____ DATA PROVIDED

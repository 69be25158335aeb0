// SPDX-License-Identifier: BUSL-1.1
// Copyright (c) 2026 Alfred Jean LLC

//! Bulk import
//!
//! Spreadsheet parsing happens upstream; this module takes the already
//! extracted rows and feeds them through the registration pipeline one
//! at a time, collecting a per-row outcome instead of failing the batch
//! on the first bad row.

use crate::error::EngineError;
use crate::pipeline::RegistrationPipeline;
use fedreg_core::{ApplicantProfile, Clock, CreatedEntry};
use fedreg_render::FormRenderer;
use fedreg_storage::EntryStore;
use serde::Serialize;
use std::collections::HashMap;

/// Outcome of one imported row (1-based row numbers, matching how
/// people read spreadsheets)
#[derive(Debug, Clone, Serialize)]
pub struct RowOutcome {
    pub row: usize,
    #[serde(skip_serializing_if = "Option::is_none")]
    pub entry: Option<CreatedEntry>,
    #[serde(skip_serializing_if = "Option::is_none")]
    pub error: Option<String>,
}

impl RowOutcome {
    fn ok(row: usize, entry: CreatedEntry) -> Self {
        Self {
            row,
            entry: Some(entry),
            error: None,
        }
    }

    fn failed(row: usize, error: &EngineError) -> Self {
        Self {
            row,
            entry: None,
            error: Some(error.to_string()),
        }
    }

    pub fn succeeded(&self) -> bool {
        self.entry.is_some()
    }
}

/// Register each row independently, in order
pub async fn import_rows<S, R, C>(
    pipeline: &RegistrationPipeline<S, R, C>,
    rows: &[HashMap<String, String>],
) -> Vec<RowOutcome>
where
    S: EntryStore,
    R: FormRenderer,
    C: Clock,
{
    let mut outcomes = Vec::with_capacity(rows.len());

    for (index, row) in rows.iter().enumerate() {
        let row_number = index + 1;
        let outcome = match ApplicantProfile::from_row(row) {
            Ok(profile) => match pipeline.register(profile).await {
                Ok(entry) => RowOutcome::ok(row_number, entry),
                Err(e) => RowOutcome::failed(row_number, &e),
            },
            Err(e) => RowOutcome::failed(row_number, &EngineError::Validation(e)),
        };
        outcomes.push(outcome);
    }

    let failed = outcomes.iter().filter(|o| !o.succeeded()).count();
    tracing::info!(
        kind = %pipeline.kind(),
        rows = rows.len(),
        failed,
        "bulk import finished"
    );

    outcomes
}

#[cfg(test)]
#[path = "import_tests.rs"]
mod tests;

________

## EXERCISE DIRECTIONS
Whenever a line in the records above contains the string "RegistrationPipeline", copy that line.

## COMPLETED TASK
use crate::pipeline::RegistrationPipeline;
    pipeline: &RegistrationPipeline<S, R, C>,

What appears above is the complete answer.